Source records:
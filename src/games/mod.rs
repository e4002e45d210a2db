pub mod common;
pub mod horse;
pub mod match_play;
pub mod olympic;
pub mod skins;

pub use common::*;
pub use horse::*;
pub use match_play::*;
pub use olympic::*;
pub use skins::*;

use serde::{Deserialize, Serialize};

use crate::config::EngineConfig;
use crate::model::{GameType, MergedScorecard, PlayerDirectory, Round, RoundGame};
use crate::scorecard::merge_round_scorecards;

/// Participant counts for a game type the engine does not score.
#[derive(Serialize, Deserialize, Clone, Debug, PartialEq, Eq)]
#[serde(rename_all = "camelCase")]
pub struct PassthroughGame {
    pub game_type: String,
    pub player_count: usize,
    pub red_count: usize,
    pub blue_count: usize,
}

#[derive(Serialize, Deserialize, Clone, Debug, PartialEq, Eq)]
#[serde(tag = "format", rename_all = "camelCase")]
pub enum GameOutcome {
    Match(MatchStanding),
    Skins(SkinsStanding),
    Olympic(OlympicStanding),
    Horse(HorseStanding),
    Passthrough(PassthroughGame),
}

#[derive(Serialize, Deserialize, Clone, Debug, PartialEq, Eq)]
#[serde(rename_all = "camelCase")]
pub struct GameResult {
    pub game_id: String,
    pub game_type: GameType,
    pub outcome: GameOutcome,
}

/// Standing of one game. Reads the round and game, never changes them.
#[must_use]
pub fn compute_game(ctx: &GameContext<'_>, game: &RoundGame) -> GameResult {
    let outcome = match &game.game_type {
        GameType::OneVsOne | GameType::TeamVs => GameOutcome::Match(compute_match(ctx, game)),
        GameType::Skins => GameOutcome::Skins(compute_skins(ctx, game)),
        GameType::Olympic => GameOutcome::Olympic(compute_olympic(ctx, game)),
        GameType::Horse => GameOutcome::Horse(compute_horse(ctx, game)),
        GameType::Other(tag) => {
            log::debug!("game {}: type {tag:?} is not scored", game.id);
            let (red, blue) = game.sides(ctx.members());
            GameOutcome::Passthrough(PassthroughGame {
                game_type: tag.clone(),
                player_count: game.participants(ctx.members()).len(),
                red_count: red.len(),
                blue_count: blue.len(),
            })
        }
    };
    GameResult {
        game_id: game.id.clone(),
        game_type: game.game_type.clone(),
        outcome,
    }
}

#[derive(Serialize, Deserialize, Clone, Debug, PartialEq, Eq)]
#[serde(rename_all = "camelCase")]
pub struct RoundGames {
    pub round_id: String,
    pub scorecard: MergedScorecard,
    pub games: Vec<GameResult>,
}

/// Merge the round's card and compute every game on it, in game order.
#[must_use]
pub fn compute_round_games(
    round: &Round,
    directory: &PlayerDirectory,
    config: &EngineConfig,
) -> RoundGames {
    let scorecard = merge_round_scorecards(round);
    let ctx = GameContext::new(round, &scorecard, directory, config);
    let games = round.games.iter().map(|g| compute_game(&ctx, g)).collect();
    RoundGames {
        round_id: round.id.clone(),
        scorecard,
        games,
    }
}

Work instruction -
Starting at the first line and ending at the last, retype the entries above.

Expected output -
filename src/games/mod.rs
repository e4002e45d210a2db
pub mod common;
pub mod horse;
pub mod match_play;
pub mod olympic;
pub mod skins;

pub use common::*;
pub use horse::*;
pub use match_play::*;
pub use olympic::*;
pub use skins::*;

use serde::{Deserialize, Serialize};

use crate::config::EngineConfig;
use crate::model::{GameType, MergedScorecard, PlayerDirectory, Round, RoundGame};
use crate::scorecard::merge_round_scorecards;

/// Participant counts for a game type the engine does not score.
#[derive(Serialize, Deserialize, Clone, Debug, PartialEq, Eq)]
#[serde(rename_all = "camelCase")]
pub struct PassthroughGame {
    pub game_type: String,
    pub player_count: usize,
    pub red_count: usize,
    pub blue_count: usize,
}

#[derive(Serialize, Deserialize, Clone, Debug, PartialEq, Eq)]
#[serde(tag = "format", rename_all = "camelCase")]
pub enum GameOutcome {
    Match(MatchStanding),
    Skins(SkinsStanding),
    Olympic(OlympicStanding),
    Horse(HorseStanding),
    Passthrough(PassthroughGame),
}

#[derive(Serialize, Deserialize, Clone, Debug, PartialEq, Eq)]
#[serde(rename_all = "camelCase")]
pub struct GameResult {
    pub game_id: String,
    pub game_type: GameType,
    pub outcome: GameOutcome,
}

/// Standing of one game. Reads the round and game, never changes them.
#[must_use]
pub fn compute_game(ctx: &GameContext<'_>, game: &RoundGame) -> GameResult {
    let outcome = match &game.game_type {
        GameType::OneVsOne | GameType::TeamVs => GameOutcome::Match(compute_match(ctx, game)),
        GameType::Skins => GameOutcome::Skins(compute_skins(ctx, game)),
        GameType::Olympic => GameOutcome::Olympic(compute_olympic(ctx, game)),
        GameType::Horse => GameOutcome::Horse(compute_horse(ctx, game)),
        GameType::Other(tag) => {
            log::debug!("game {}: type {tag:?} is not scored", game.id);
            let (red, blue) = game.sides(ctx.members());
            GameOutcome::Passthrough(PassthroughGame {
                game_type: tag.clone(),
                player_count: game.participants(ctx.members()).len(),
                red_count: red.len(),
                blue_count: blue.len(),
            })
        }
    };
    GameResult {
        game_id: game.id.clone(),
        game_type: game.game_type.clone(),
        outcome,
    }
}

#[derive(Serialize, Deserialize, Clone, Debug, PartialEq, Eq)]
#[serde(rename_all = "camelCase")]
pub struct RoundGames {
    pub round_id: String,
    pub scorecard: MergedScorecard,
    pub games: Vec<GameResult>,
}

/// Merge the round's card and compute every game on it, in game order.
#[must_use]
pub fn compute_round_games(
    round: &Round,
    directory: &PlayerDirectory,
    config: &EngineConfig,
) -> RoundGames {
    let scorecard = merge_round_scorecards(round);
    let ctx = GameContext::new(round, &scorecard, directory, config);
    let games = round.games.iter().map(|g| compute_game(&ctx, g)).collect();
    RoundGames {
        round_id: round.id.clone(),
        scorecard,
        games,
    }
}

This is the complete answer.